Furieux, Taylor avec l'aide de Joseph Paine monte un complot contre le jeune sénateur pour obtenir son renvoi, ce dernier avec l'aide de sa secrétaire va se défendre seul contre tous; il prend la parole devant ses collègues incrédules pour ne plus la rendre...
Capra s'attaque à un de ses thèmes les plus chers, la défense de la démocratie américaine, celle voulue par ses pères fondateurs. Il rappelle le poison que représente pour les institutions la corruption dans une période aussi troublée que celle des années trente.

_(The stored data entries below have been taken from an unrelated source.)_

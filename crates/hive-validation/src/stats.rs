//! Validation statistics.
//!
//! One sink is shared by every room task of a tick. Recording takes a
//! short lock, so interleaved recording from many rooms never loses
//! counts.

use std::collections::BTreeMap;
use std::sync::{Mutex, PoisonError};

use serde::Serialize;

use crate::result::{ErrorCode, ValidationResult};

/// Counters accumulated since the last reset.
#[derive(Debug, Clone, Default, PartialEq, Eq, Serialize)]
pub struct ValidationStatistics {
    /// Intents checked.
    pub validated: u64,
    /// Intents that passed every validator.
    pub accepted: u64,
    /// Intents rejected.
    pub rejected: u64,
    /// Rejections per error code.
    pub rejections_by_code: BTreeMap<ErrorCode, u64>,
    /// Rejections per intent name.
    pub rejections_by_intent: BTreeMap<String, u64>,
}

/// Lock-protected statistics collector.
#[derive(Debug, Default)]
pub struct ValidationStatisticsSink {
    inner: Mutex<ValidationStatistics>,
}

impl ValidationStatisticsSink {
    /// An empty sink.
    pub fn new() -> Self {
        Self::default()
    }

    /// Record the outcome of one intent.
    pub fn record(&self, intent_name: &str, result: ValidationResult) {
        let mut stats = self.inner.lock().unwrap_or_else(PoisonError::into_inner);
        stats.validated = stats.validated.saturating_add(1);
        match result {
            ValidationResult::Success => {
                stats.accepted = stats.accepted.saturating_add(1);
            }
            ValidationResult::Failure(code) => {
                stats.rejected = stats.rejected.saturating_add(1);
                let by_code = stats.rejections_by_code.entry(code).or_insert(0);
                *by_code = by_code.saturating_add(1);
                let by_intent = stats
                    .rejections_by_intent
                    .entry(intent_name.to_owned())
                    .or_insert(0);
                *by_intent = by_intent.saturating_add(1);
            }
        }
    }

    /// Zero every counter.
    pub fn reset(&self) {
        *self.inner.lock().unwrap_or_else(PoisonError::into_inner) =
            ValidationStatistics::default();
    }

    /// An independent copy of the current counters.
    pub fn statistics(&self) -> ValidationStatistics {
        self.inner
            .lock()
            .unwrap_or_else(PoisonError::into_inner)
            .clone()
    }
}

#[cfg(test)]
#[allow(clippy::unwrap_used)]
mod tests {
    use std::sync::Arc;

    use super::*;

    #[test]
    fn records_totals_and_breakdowns() {
        let sink = ValidationStatisticsSink::new();
        sink.record("move", ValidationResult::Success);
        sink.record("move", ValidationResult::Failure(ErrorCode::Tired));
        sink.record("harvest", ValidationResult::Failure(ErrorCode::NotInRange));

        let stats = sink.statistics();
        assert_eq!(stats.validated, 3);
        assert_eq!(stats.accepted, 1);
        assert_eq!(stats.rejected, 2);
        assert_eq!(stats.rejections_by_code.get(&ErrorCode::Tired), Some(&1));
        assert_eq!(stats.rejections_by_intent.get("harvest"), Some(&1));
    }

    #[test]
    fn snapshot_is_independent_of_later_records() {
        let sink = ValidationStatisticsSink::new();
        sink.record("move", ValidationResult::Success);
        let before = sink.statistics();
        sink.record("move", ValidationResult::Success);
        assert_eq!(before.validated, 1);
        assert_eq!(sink.statistics().validated, 2);
    }

    #[test]
    fn reset_zeroes_everything() {
        let sink = ValidationStatisticsSink::new();
        sink.record("move", ValidationResult::Failure(ErrorCode::Tired));
        sink.reset();
        assert_eq!(sink.statistics(), ValidationStatistics::default());
    }

    #[test]
    fn concurrent_recording_keeps_every_count() {
        let sink = Arc::new(ValidationStatisticsSink::new());
        let handles: Vec<_> = (0..8)
            .map(|_| {
                let sink = Arc::clone(&sink);
                std::thread::spawn(move || {
                    for _ in 0..100 {
                        sink.record("transfer", ValidationResult::Failure(ErrorCode::Full));
                    }
                })
            })
            .collect();
        for handle in handles {
            handle.join().unwrap();
        }
        let stats = sink.statistics();
        assert_eq!(stats.rejected, 800);
        assert_eq!(stats.rejections_by_intent.get("transfer"), Some(&800));
    }
}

Comme John Ford, il est toujours à la limite de sombrer dans un sentimentalisme débordant, notamment lorsqu'il filme les grands lieux monumentaux de la capitale américaine à la gloire de Lincoln, mais il trouve en James Stewart l'acteur idéal pour donner à son film toute sa dimension.
Jean Artur est toute aussi parfaite dans son rôle, avec son sens de la comédie, son charisme, elle donne la légèreté indispensable au film... Monsieur Smith au sénat est un film épatant. Comme Akira Kurozawa, Frank Capra fait des films pour rendre le monde meilleur.
Sorti en 1939, le film fut alors contesté parce qu'il présentait une Amérique corrompue, Joseph Kennedy le père du futur président des Etats unis alors ambassadeur à Londres voulut même empêcher sa diffusion à l'étranger , il ne fut pas écouté. Ce film fut le dernier film américain diffusé en france pendant l'occupation, il rencontra un grand succès, il était régulièrement applaudi. La polémique apparait bien ridicule aujourd'hui tant le film est une défense des institutions, de la liberté d'expression et une condamnation sans ambages des dictatures européennes.
God Bless Frank Capra !

Chelsea Girl - Nico

Pour prolonger un beau souvenir de cet été, où nous étions partis à la recherche de la tombe de Nico  au cœur de la forêt de Grunewald  par des chemins quelque peu approximatifs, nous avons décidé de traverser cette semaine en compagnie de son album Chelsea Girl.
Hommage à cet hôtel mythique de New-York habité un temps par tous les beatniks célèbres  de la fin des années 60, Patti Smith en parle brillamment dans son merveilleux livre souvenir, Just Kids. Chelsea Girl est aussi le titre du premier film tourné par Andy Warhol en compagnie de Paul Morrissey, où la jeune femme apparait en larmes.
Premier album de la berlinoise entourée ici de ses acolytes du Velvet Underground, Chelsea Girl reste un album incontournable de l'année 1967.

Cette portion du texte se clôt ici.